The babies with two SMN2 copies would be expected to have the most severe disease. A total of 15 of these infants were given the disease-modifying treatment Spinraza (nusinersen, marketed by Biogen) within weeks of birth.
About half of these treated babies had no symptoms before the therapy and have so far remained completely symptom-free. The other half had subtle symptoms shortly after birth. In these children, symptoms improved with treatment, though developmental motor milestones were delayed. None of them developed respiratory symptoms.
The two other children with two SMN2 copies who did not receive treatment — one due to a familial decision and one because of cost issues — died due to respiratory failure before they were 6 months old.
Similarly, among the 10 babies with three SMN2 copies, six who were promptly treated with Spinraza have remained symptom-free so far. In contrast, babies who did not get the treatment have developed symptoms.
“This study shows that the identification of newborns with infantile SMA will lead to a substantial improvement in neurological outcome if prompt SMA-specific medication can be provided,” the researchers wrote.
“The fact that all pre-symptomatically treated patients, even with 2 SMN2 copies, have shown normal motor development so far, is a clear argument that pre-symptomatic therapy may prevent the death of motor neurons,” they wrote.

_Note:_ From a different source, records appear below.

//! entrowatch - entropy-based detection of encrypted or packed files
//!
//! Files whose byte distribution is close to uniform are typical of
//! encryption, compression and packing, and of ransomware output in
//! particular. This library estimates Shannon entropy per file, flags
//! files at or above a threshold, can move flagged files into a
//! quarantine directory, and records every observation in an append-only
//! JSON-lines log.
//!
//! # Features
//!
//! - **Sampled entropy** - bounded I/O on large files (head, middle, tail)
//! - **One-shot scan** - recursive walk with a deny-list of system trees
//! - **Live watch** - inotify create/modify/delete notifications
//! - **Quarantine** - collision-safe moves into an isolation directory
//!
//! # Example
//!
//! ```rust,no_run
//! use entrowatch::{Config, DirectoryScanner, Pipeline};
//!
//! fn main() -> anyhow::Result<()> {
//!     let config = Config::default();
//!     let pipeline = Pipeline::new(&config, config.detection.scan_threshold);
//!
//!     let summary = DirectoryScanner::new(&config)
//!         .scan(std::path::Path::new("/home/user/Documents"), &pipeline)?;
//!     println!("{} suspicious", summary.suspicious_count());
//!
//!     Ok(())
//! }
//! ```

pub mod config;
pub mod detector;
pub mod error;
pub mod eventlog;
pub mod pipeline;
pub mod response;
pub mod scanner;
pub mod session;
pub mod watcher;

pub use config::Config;
pub use detector::{classify, entropy, Classifier, EntropyEstimator, EntropyResult, Status};
pub use error::{MoveFailure, ReadFailure, WriteFailure};
pub use eventlog::{ClassificationRecord, EventLog};
pub use pipeline::Pipeline;
pub use response::{QuarantineManager, ResponseAction};
pub use scanner::{DirectoryScanner, SessionSummary};
pub use watcher::{EventKind, Observation, Watcher};
//! Append-only event log
//!
//! One JSON object per line. The file is opened, appended and closed for
//! every record so independent processes can share it; each record goes
//! out in a single write and earlier lines are never touched.

pub mod reader;

use crate::detector::Status;
use crate::error::WriteFailure;
use crate::watcher::{EventKind, Observation};
use serde::Serialize;
use std::borrow::Cow;
use std::fs::OpenOptions;
use std::io::Write;
use std::path::{Path, PathBuf};

/// Outcome of one observation, as persisted
#[derive(Debug, Clone, PartialEq)]
pub struct ClassificationRecord {
    pub observation: Observation,
    /// Absent for deletes and unreadable files
    pub entropy: Option<f64>,
    pub status: Status,
    /// `"-"` when nothing was done
    pub action: String,
    /// `"-"` unless there is something to explain
    pub message: String,
    /// Unix seconds
    pub timestamp: i64,
}

impl ClassificationRecord {
    pub fn new(observation: Observation, entropy: Option<f64>, status: Status) -> Self {
        Self {
            observation,
            entropy,
            status,
            action: "-".to_string(),
            message: "-".to_string(),
            timestamp: chrono::Utc::now().timestamp(),
        }
    }

    pub fn with_action(mut self, action: impl Into<String>) -> Self {
        self.action = action.into();
        self
    }

    pub fn with_message(mut self, message: impl Into<String>) -> Self {
        self.message = message.into();
        self
    }
}

/// On-disk shape of a record
#[derive(Serialize)]
struct LogLine<'a> {
    event: EventKind,
    timestamp: i64,
    file: Cow<'a, str>,
    entropy: Option<f64>,
    status: Status,
    action: &'a str,
    message: &'a str,
}

impl<'a> From<&'a ClassificationRecord> for LogLine<'a> {
    fn from(record: &'a ClassificationRecord) -> Self {
        Self {
            event: record.observation.kind,
            timestamp: record.timestamp,
            file: record.observation.path.to_string_lossy(),
            entropy: record.entropy,
            status: record.status,
            action: &record.action,
            message: &record.message,
        }
    }
}

/// Line-delimited JSON log writer
#[derive(Debug, Clone)]
pub struct EventLog {
    path: PathBuf,
}

impl EventLog {
    pub fn new(path: impl Into<PathBuf>) -> Self {
        Self { path: path.into() }
    }

    /// Log file location
    pub fn path(&self) -> &Path {
        &self.path
    }

    /// Append one record as a complete line, creating the log directory
    /// if needed
    pub fn append(&self, record: &ClassificationRecord) -> Result<(), WriteFailure> {
        let mut line = serde_json::to_vec(&LogLine::from(record))?;
        line.push(b'\n');

        let io_err = |source| WriteFailure::Io {
            path: self.path.clone(),
            source,
        };

        if let Some(parent) = self.path.parent() {
            if !parent.as_os_str().is_empty() {
                std::fs::create_dir_all(parent).map_err(io_err)?;
            }
        }

        let mut file = OpenOptions::new()
            .create(true)
            .append(true)
            .open(&self.path)
            .map_err(io_err)?;
        file.write_all(&line).map_err(io_err)?;

        Ok(())
    }
}
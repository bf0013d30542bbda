//! Entropy-based classification

pub mod entropy;

use serde::{Deserialize, Serialize};
use std::fmt;

pub use entropy::{EntropyEstimator, EntropyResult};

/// Verdict attached to a logged observation
#[derive(Debug, Clone, Copy, PartialEq, Eq, Serialize, Deserialize)]
#[serde(rename_all = "UPPERCASE")]
pub enum Status {
    /// Entropy below the threshold
    Safe,
    /// Entropy at or above the threshold
    Suspicious,
    /// No judgment made (deleted or unreadable file)
    Info,
}

impl Status {
    pub fn as_str(&self) -> &'static str {
        match self {
            Status::Safe => "SAFE",
            Status::Suspicious => "SUSPICIOUS",
            Status::Info => "INFO",
        }
    }
}

impl fmt::Display for Status {
    fn fmt(&self, f: &mut fmt::Formatter<'_>) -> fmt::Result {
        f.write_str(self.as_str())
    }
}

/// Map an entropy value to a verdict. The boundary belongs to the
/// suspicious side.
#[inline]
pub fn classify(entropy: f64, threshold: f64) -> Status {
    if entropy >= threshold {
        Status::Suspicious
    } else {
        Status::Safe
    }
}

/// Fixed-threshold classifier
#[derive(Debug, Clone, Copy)]
pub struct Classifier {
    threshold: f64,
}

impl Classifier {
    pub fn new(threshold: f64) -> Self {
        Self { threshold }
    }

    pub fn threshold(&self) -> f64 {
        self.threshold
    }

    pub fn classify(&self, entropy: f64) -> Status {
        classify(entropy, self.threshold)
    }
}

#[cfg(test)]
mod tests {
    use super::*;

    #[test]
    fn test_boundary_is_suspicious() {
        assert_eq!(classify(7.0, 7.0), Status::Suspicious);
        assert_eq!(classify(7.0 - f64::EPSILON * 8.0, 7.0), Status::Safe);
    }

    #[test]
    fn test_classifier() {
        let classifier = Classifier::new(7.5);
        assert_eq!(classifier.classify(0.0), Status::Safe);
        assert_eq!(classifier.classify(7.49), Status::Safe);
        assert_eq!(classifier.classify(7.5), Status::Suspicious);
        assert_eq!(classifier.classify(8.0), Status::Suspicious);
    }

    #[test]
    fn test_status_serialization() {
        assert_eq!(serde_json::to_string(&Status::Suspicious).unwrap(), "\"SUSPICIOUS\"");
        assert_eq!(Status::Info.to_string(), "INFO");
    }
}
//! Shannon entropy estimation
//!
//! Entropy measures the randomness of data. Normal files (text, documents)
//! have low entropy (3-5 bits/byte). Encrypted/compressed files have high
//! entropy (7.9-8.0 bits/byte).
//!
//! Large files are not read in full: past three windows' worth of bytes
//! only the head, the middle and the tail window are hashed.

use crate::error::ReadFailure;
use std::fs::File;
use std::io::{Read, Seek, SeekFrom};
use std::path::Path;

/// Default window size in bytes
pub const SAMPLE_SIZE: usize = 4096;

/// Calculate Shannon entropy of data
///
/// Returns a value between 0.0 (all same bytes) and 8.0 (perfectly random)
///
/// Single pass over the data with a fixed 256-bucket frequency table.
#[inline]
pub fn calculate(data: &[u8]) -> f64 {
    if data.is_empty() {
        return 0.0;
    }

    // Count byte frequencies
    let mut frequency = [0u64; 256];
    for &byte in data {
        frequency[byte as usize] += 1;
    }

    let len = data.len() as f64;
    let mut entropy = 0.0;

    for &count in &frequency {
        if count > 0 {
            let probability = count as f64 / len;
            entropy -= probability * probability.log2();
        }
    }

    entropy
}

/// Outcome of estimating one file
#[derive(Debug, Clone, Copy, PartialEq)]
pub struct EntropyResult {
    /// Bits per byte, in [0, 8]
    pub value: f64,
    /// Only the head/middle/tail windows were read
    pub sampled: bool,
}

/// Size-adaptive entropy estimator
#[derive(Debug, Clone, Copy)]
pub struct EntropyEstimator {
    sample_size: usize,
}

impl Default for EntropyEstimator {
    fn default() -> Self {
        Self::new(SAMPLE_SIZE)
    }
}

impl EntropyEstimator {
    /// Create an estimator with the given window size
    pub fn new(sample_size: usize) -> Self {
        Self {
            sample_size: sample_size.max(1),
        }
    }

    /// Window size in bytes
    pub fn sample_size(&self) -> usize {
        self.sample_size
    }

    /// Estimate the entropy of the file at `path`
    pub fn estimate(&self, path: &Path) -> Result<EntropyResult, ReadFailure> {
        let fail = |source| ReadFailure {
            path: path.to_path_buf(),
            source,
        };

        let mut file = File::open(path).map_err(fail)?;
        let size = file.metadata().map_err(fail)?.len();
        let window = self.sample_size as u64;

        if size <= window * 3 {
            // Never more than three windows, even if the file grew after the stat
            let mut data = Vec::with_capacity(size as usize);
            read_window(&mut file, 0, window * 3, &mut data).map_err(fail)?;
            return Ok(EntropyResult {
                value: calculate(&data),
                sampled: false,
            });
        }

        let middle = (size / 2).saturating_sub(window / 2).max(window);
        let tail = size.saturating_sub(window);

        let mut data = Vec::with_capacity(self.sample_size * 3);
        for offset in [0, middle, tail] {
            read_window(&mut file, offset, window, &mut data).map_err(fail)?;
        }

        Ok(EntropyResult {
            value: calculate(&data),
            sampled: true,
        })
    }
}

/// Append up to `len` bytes starting at `offset` to `buf`
fn read_window(file: &mut File, offset: u64, len: u64, buf: &mut Vec<u8>) -> std::io::Result<()> {
    file.seek(SeekFrom::Start(offset))?;
    file.by_ref().take(len).read_to_end(buf)?;
    Ok(())
}
//! Scan and watch sessions
//!
//! A session owns one pipeline for its lifetime. Console output here only
//! renders what the pipeline already logged.

use crate::config::Config;
use crate::detector::Status;
use crate::eventlog::ClassificationRecord;
use crate::pipeline::Pipeline;
use crate::scanner::{DirectoryScanner, SessionSummary};
use crate::watcher::{Observation, Watcher};
use std::fmt;
use std::future::Future;
use std::path::Path;
use tokio::signal::unix::{signal, SignalKind};
use tokio::sync::mpsc;
use tracing::info;

/// Safe paths listed in the console summary
const SAFE_SAMPLE: usize = 5;

/// Run a one-shot scan of `root` and print the summary
pub fn run_scan(config: &Config, root: &Path) -> anyhow::Result<SessionSummary> {
    let pipeline = Pipeline::new(config, config.detection.scan_threshold);
    info!(
        "Scanning {:?} (threshold {:.2}, quarantine {})",
        root,
        pipeline.threshold(),
        if config.quarantine.enabled { "on" } else { "off" }
    );

    let summary = DirectoryScanner::new(config).scan(root, &pipeline)?;

    print!("{}", format_summary(&summary));
    println!("\nResults also saved in: {}", pipeline.log().path().display());

    Ok(summary)
}

/// Human-readable scan summary
pub fn format_summary(summary: &SessionSummary) -> String {
    Summary(summary).to_string()
}

struct Summary<'a>(&'a SessionSummary);

impl fmt::Display for Summary<'_> {
    fn fmt(&self, f: &mut fmt::Formatter<'_>) -> fmt::Result {
        let summary = self.0;
        writeln!(f, "\n=== Scan Summary ===")?;
        writeln!(f, "Scanned: {} files", summary.scanned)?;
        writeln!(
            f,
            "Safe: {} | Suspicious: {} | Unreadable: {}",
            summary.safe_count(),
            summary.suspicious_count(),
            summary.unreadable
        )?;

        if !summary.safe.is_empty() {
            writeln!(f, "\nSafe files:")?;
            for (path, entropy) in summary.safe.iter().take(SAFE_SAMPLE) {
                writeln!(f, "  {} (Entropy: {:.2})", path.display(), entropy)?;
            }
            if summary.safe.len() > SAFE_SAMPLE {
                writeln!(f, "  ... {} more", summary.safe.len() - SAFE_SAMPLE)?;
            }
        }

        if !summary.suspicious.is_empty() {
            writeln!(f, "\nSuspicious files:")?;
            for (path, entropy) in &summary.suspicious {
                writeln!(f, "  {} (Entropy: {:.2})", path.display(), entropy)?;
            }
        }

        Ok(())
    }
}

/// One console line for a live-watch record
pub fn format_record(record: &ClassificationRecord) -> String {
    let path = record.observation.path.display();
    let kind = record.observation.kind;
    match (record.status, record.entropy) {
        (Status::Suspicious, Some(e)) => {
            let line = format!("[!] {}: {} (entropy={:.2}) -> SUSPICIOUS", kind, path, e);
            if record.action == "-" {
                line
            } else {
                format!("{} [{}]", line, record.action)
            }
        }
        (Status::Safe, Some(e)) => format!("[OK] {}: {} (entropy={:.2}) -> SAFE", kind, path, e),
        _ if record.message != "-" => format!("[{}] {} ({})", kind, path, record.message),
        _ => format!("[{}] {}", kind, path),
    }
}

/// Watch the configured directory until SIGINT or SIGTERM
pub async fn run_watch(config: &Config) -> anyhow::Result<()> {
    if !config.watch.dir.exists() {
        std::fs::create_dir_all(&config.watch.dir)?;
        info!("Created watch directory: {:?}", config.watch.dir);
    }

    let pipeline = Pipeline::new(config, config.detection.watch_threshold);
    let watcher = Watcher::new(config)?;

    let (tx, rx) = mpsc::channel(config.watch.queue.max(1));
    let source = watcher.spawn(tx);

    println!("Watching {} for file changes...", config.watch.dir.display());

    let mut sigterm = signal(SignalKind::terminate())?;
    let mut sigint = signal(SignalKind::interrupt())?;
    let shutdown = async move {
        tokio::select! {
            _ = sigterm.recv() => info!("Received SIGTERM, shutting down..."),
            _ = sigint.recv() => info!("Received SIGINT, shutting down..."),
        }
    };

    let handled = watch_loop(&pipeline, rx, shutdown).await;

    source.abort();
    let _ = source.await;
    info!("Watcher stopped after {} events", handled);

    Ok(())
}

/// Drive observations from `rx` through the pipeline one at a time until
/// `shutdown` resolves or the source goes away. Returns the number of
/// records produced.
pub async fn watch_loop<F>(pipeline: &Pipeline, mut rx: mpsc::Receiver<Observation>, shutdown: F) -> usize
where
    F: Future<Output = ()>,
{
    tokio::pin!(shutdown);
    let mut handled = 0;

    loop {
        tokio::select! {
            _ = &mut shutdown => break,
            next = rx.recv() => match next {
                Some(observation) => {
                    if let Some(record) = pipeline.process(observation) {
                        println!("{}", format_record(&record));
                        handled += 1;
                    }
                }
                None => {
                    info!("Notification source closed");
                    break;
                }
            },
        }
    }

    handled
}
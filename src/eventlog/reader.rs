//! Reporting reader for the event log
//!
//! Reads every line, drops the ones that are blank or not JSON objects,
//! and fills missing fields with defaults so records written by older
//! versions (`path` instead of `file`, float timestamps, `"SAFE FILE"`
//! statuses) come out in the same shape as current ones.

use serde::Serialize;
use serde_json::{Map, Value};
use std::io::{BufRead, BufReader};
use std::path::Path;

/// One record as served to the dashboard
#[derive(Debug, Clone, PartialEq, Serialize)]
pub struct ReportEntry {
    pub event: String,
    pub file: String,
    pub entropy: Option<f64>,
    pub status: String,
    pub timestamp: i64,
    pub action: String,
    pub message: String,
}

/// Read the whole log. A missing file is an empty history.
pub fn read_all(path: &Path) -> anyhow::Result<Vec<ReportEntry>> {
    let file = match std::fs::File::open(path) {
        Ok(f) => f,
        Err(e) if e.kind() == std::io::ErrorKind::NotFound => return Ok(Vec::new()),
        Err(e) => return Err(e.into()),
    };

    let now = chrono::Utc::now().timestamp();
    let mut entries = Vec::new();

    // Split on raw bytes so one line of bad UTF-8 cannot end the read
    for line in BufReader::new(file).split(b'\n') {
        let line = line?;
        if let Some(entry) = parse_line(&String::from_utf8_lossy(&line), now) {
            entries.push(entry);
        }
    }

    Ok(entries)
}

/// Parse one log line; `now` stands in for a missing timestamp
pub fn parse_line(line: &str, now: i64) -> Option<ReportEntry> {
    let line = line.trim();
    if line.is_empty() {
        return None;
    }

    let object = match serde_json::from_str::<Value>(line) {
        Ok(Value::Object(map)) => map,
        _ => return None,
    };

    let file = text(&object, "file").or_else(|| text(&object, "path"));
    let timestamp = object.get("timestamp").and_then(|t| match t {
        Value::Number(n) => n.as_i64().or_else(|| n.as_f64().map(|f| f as i64)),
        _ => None,
    });

    Some(ReportEntry {
        event: text(&object, "event").unwrap_or_else(dash),
        file: file.unwrap_or_else(dash),
        entropy: object.get("entropy").and_then(Value::as_f64),
        status: text(&object, "status").unwrap_or_else(dash),
        timestamp: timestamp.unwrap_or(now),
        action: text(&object, "action").unwrap_or_else(dash),
        message: text(&object, "message").unwrap_or_else(dash),
    })
}

fn text(object: &Map<String, Value>, key: &str) -> Option<String> {
    match object.get(key)? {
        Value::String(s) => Some(s.clone()),
        Value::Null => None,
        other => Some(other.to_string()),
    }
}

fn dash() -> String {
    "-".to_string()
}

/// Render the whole log as a JSON array
pub fn to_json(entries: &[ReportEntry]) -> anyhow::Result<String> {
    Ok(serde_json::to_string_pretty(entries)?)
}

#[cfg(test)]
mod tests {
    use super::*;
    use crate::detector::Status;
    use crate::eventlog::{ClassificationRecord, EventLog};
    use crate::watcher::{EventKind, Observation};
    use std::path::PathBuf;

    #[test]
    fn test_round_trip() {
        let dir = tempfile::tempdir().unwrap();
        let log = EventLog::new(dir.path().join("events.json"));

        let records = vec![
            ClassificationRecord::new(
                Observation { path: PathBuf::from("/d/a"), kind: EventKind::Scan, size: Some(10) },
                Some(0.0),
                Status::Safe,
            ),
            ClassificationRecord::new(
                Observation { path: PathBuf::from("/d/b"), kind: EventKind::Modify, size: Some(4096) },
                Some(7.953_124_871_223),
                Status::Suspicious,
            )
            .with_action("Quarantined to /q/b.quarantine"),
            ClassificationRecord::new(
                Observation { path: PathBuf::from("/d/c"), kind: EventKind::Delete, size: None },
                None,
                Status::Info,
            ),
        ];
        for r in &records {
            log.append(r).unwrap();
        }

        let entries = read_all(log.path()).unwrap();
        assert_eq!(entries.len(), records.len());
        for (entry, record) in entries.iter().zip(&records) {
            assert_eq!(entry.event, record.observation.kind.as_str());
            assert_eq!(entry.status, record.status.as_str());
            assert_eq!(entry.entropy, record.entropy);
            assert_eq!(entry.file, record.observation.path.to_string_lossy());
            assert_eq!(entry.action, record.action);
            assert_eq!(entry.timestamp, record.timestamp);
        }
    }

    #[test]
    fn test_legacy_record_defaults() {
        let line = r#"{"timestamp": 1700000000.75, "event": "CREATE", "path": "/home/u/x", "entropy": 4.2, "status": "SAFE FILE"}"#;
        let entry = parse_line(line, 0).unwrap();

        assert_eq!(entry.file, "/home/u/x");
        assert_eq!(entry.timestamp, 1_700_000_000);
        assert_eq!(entry.entropy, Some(4.2));
        assert_eq!(entry.status, "SAFE FILE");
        assert_eq!(entry.action, "-");
        assert_eq!(entry.message, "-");
    }

    #[test]
    fn test_missing_fields() {
        let entry = parse_line(r#"{"entropy": "high"}"#, 42).unwrap();
        assert_eq!(entry.event, "-");
        assert_eq!(entry.file, "-");
        assert_eq!(entry.entropy, None);
        assert_eq!(entry.status, "-");
        assert_eq!(entry.timestamp, 42);
    }

    #[test]
    fn test_bad_lines_skipped() {
        let dir = tempfile::tempdir().unwrap();
        let path = dir.path().join("events.json");
        std::fs::write(
            &path,
            "\n{\"event\":\"SCAN\",\"file\":\"/a\"}\nnot json\n[1,2]\n   \n{\"event\":\"DELETE\",\"file\":\"/b\",\"entropy\":null}\n{\"event\":",
        )
        .unwrap();

        let entries = read_all(&path).unwrap();
        assert_eq!(entries.len(), 2);
        assert_eq!(entries[0].event, "SCAN");
        assert_eq!(entries[1].file, "/b");
        assert_eq!(entries[1].entropy, None);
    }

    #[test]
    fn test_missing_log_is_empty() {
        let dir = tempfile::tempdir().unwrap();
        assert!(read_all(&dir.path().join("none.json")).unwrap().is_empty());
    }

    #[test]
    fn test_to_json_array() {
        let entry = parse_line(r#"{"event":"SCAN","file":"/a","entropy":1.0,"status":"SAFE","timestamp":5}"#, 0).unwrap();
        let json = to_json(&[entry]).unwrap();
        let value: Value = serde_json::from_str(&json).unwrap();
        assert!(value.is_array());
        assert_eq!(value[0]["action"], "-");
        assert_eq!(value[0]["timestamp"], 5);
    }
}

“The opposite was also true, all untreated children in this study with 2 or 3 SMN2 copies have consistently developed infantile SMA,” the researchers added.
People with SMA who have four or more copies of SMN2 typically do not experience symptoms until later in life, so for most of these patients a strategy of “watchful waiting” was implemented.
Notably, in addition to babies directly diagnosed through NBS, there were a few instances of babies’ test results prompting additional testing in older siblings who had not undergone NBS but were experiencing symptoms of SMA. This led to SMA diagnoses in two affected siblings.
Based on the results, “we strongly recommend the implementation of a genetic SMA screening in existing NBS structures where SMA-specific therapy is available,” the researchers concluded.
“When implementing SMA in a public screening program, it must be ensured that affected children are treated, and treated on time without much delay due access problems. … This saves time, is likely to reduce the stress of the affected families and avoids the unnecessary consultation of medical centers that are either not specialized or unable to provide pharmacotherapy,” they added.